The area around Powder Hole on the Western side of the south end was one of the most magical places I explored.  Each step, I was observing a different painting. Every texture told of the tide and the rolling up and away of a force, both feeding and taking away. The water used to be contained by sand, but the ocean has broken through and creates a stream of water directly in and out of the mud flats. The area is an important spot for migrating birds to stop and eat, there are always many different species of birds feeding on the mud flats.   

Oystercatcher at Powder hole
Each time I hiked to Powder hole, it appeared different. Depending on the light, time of day, amount of rainfall and cloud cover. The cycle of the tide changes constantly as does the movement of the clouds, the same environment can appear new and create a completely different experience. 

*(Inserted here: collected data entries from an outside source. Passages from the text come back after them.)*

// Copyright (c) 2025 - Cowboy AI, Inc.
//! Property-Based Tests for MonetaryAmount
//!
//! Amounts are generated as integer cents with scale 2, so every generated
//! value carries at most two fractional digits.

use cim_domain_employee::{InvalidAmount, MonetaryAmount, PercentageError};
use proptest::prelude::*;
use rust_decimal::Decimal;

// ============================================================================
// Strategies
// ============================================================================

/// Positive amounts with at most two fractional digits
fn valid_amount() -> impl Strategy<Value = Decimal> {
    (1i64..1_000_000_000).prop_map(|cents| Decimal::new(cents, 2))
}

/// Positive amounts with three to six significant fractional digits
fn over_precise_amount() -> impl Strategy<Value = Decimal> {
    (3u32..=6, 1i64..1_000_000_000)
        .prop_filter_map("last digit must be significant", |(scale, units)| {
            (units % 10 != 0).then(|| Decimal::new(units, scale))
        })
}

/// Whole percentages in (0, 100]
fn whole_percentage() -> impl Strategy<Value = Decimal> {
    (1i64..=100).prop_map(Decimal::from)
}

// ============================================================================
// Property Tests
// ============================================================================

proptest! {
    /// Property: valid amounts round-trip through serialize unchanged
    #[test]
    fn prop_valid_amount_round_trips(raw in valid_amount()) {
        let amount = MonetaryAmount::new(raw).unwrap();
        prop_assert_eq!(amount.amount(), raw);
        prop_assert_eq!(amount.serialize(), raw);
        prop_assert!(amount.equals(&amount));
    }

    /// Property: negative amounts fail with Negative
    #[test]
    fn prop_negative_rejected(raw in valid_amount()) {
        prop_assert_eq!(MonetaryAmount::new(-raw), Err(InvalidAmount::Negative));
    }

    /// Property: more than two fractional digits fail with TooPrecise
    #[test]
    fn prop_over_precise_rejected(raw in over_precise_amount()) {
        prop_assert_eq!(
            MonetaryAmount::new(raw),
            Err(InvalidAmount::TooPrecise(raw.scale()))
        );
    }

    /// Property: add yields the exact sum and leaves the receiver untouched
    #[test]
    fn prop_add_is_exact(base in valid_amount(), delta in valid_amount()) {
        let amount = MonetaryAmount::new(base).unwrap();
        let sum = amount.add(delta).unwrap();
        prop_assert_eq!(sum.amount(), base + delta);
        prop_assert_eq!(amount.amount(), base);
    }

    /// Property: add then subtract the same delta returns the original amount
    #[test]
    fn prop_add_subtract_inverse(base in valid_amount(), delta in valid_amount()) {
        let amount = MonetaryAmount::new(base).unwrap();
        let restored = amount.add(delta).unwrap().subtract(delta).unwrap();
        prop_assert!(restored.equals(&amount));
    }

    /// Property: subtract never yields a zero or negative amount
    #[test]
    fn prop_subtract_result_stays_positive(base in valid_amount(), delta in valid_amount()) {
        let amount = MonetaryAmount::new(base).unwrap();
        match amount.subtract(delta) {
            Ok(result) => {
                prop_assert!(result.amount() > Decimal::ZERO);
            }
            Err(InvalidAmount::Zero) => {
                prop_assert_eq!(base, delta);
            }
            Err(InvalidAmount::Negative) => {
                prop_assert!(delta > base);
            }
            Err(other) => {
                prop_assert!(false, "unexpected error {:?}", other);
            }
        }
    }

    /// Property: a whole-percentage raise of a whole amount is exact
    #[test]
    fn prop_percentage_raise_is_exact(units in 1i64..10_000_000, pct in whole_percentage()) {
        let base = Decimal::from(units);
        let raised = MonetaryAmount::new(base)
            .unwrap()
            .increase_by_percentage(pct)
            .unwrap();
        prop_assert_eq!(raised.amount(), base + base * pct / Decimal::ONE_HUNDRED);
        prop_assert!(raised.amount() > base);
    }

    /// Property: percentages above 100 are always rejected
    #[test]
    fn prop_percentage_above_range_rejected(raw in valid_amount(), extra in 1i64..1_000_000) {
        let pct = Decimal::ONE_HUNDRED + Decimal::new(extra, 2);
        let result = MonetaryAmount::new(raw).unwrap().increase_by_percentage(pct);
        prop_assert!(matches!(result, Err(PercentageError::Percentage(_))));
    }
}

Powder hole from the Eastern edge



The blotches at powder hole with violets, deep blues and light greens


              
             
            
The tides filled areas with water over a stained sandy ground, the textures created by growth and decay was an enchanted wonderland of blotches. Each pattern and design marked the passing of time in the abundance of life of the large and small. Death is common in its intertwining rhythm of coming and going, each part fulfilling a role for some organism along its existence.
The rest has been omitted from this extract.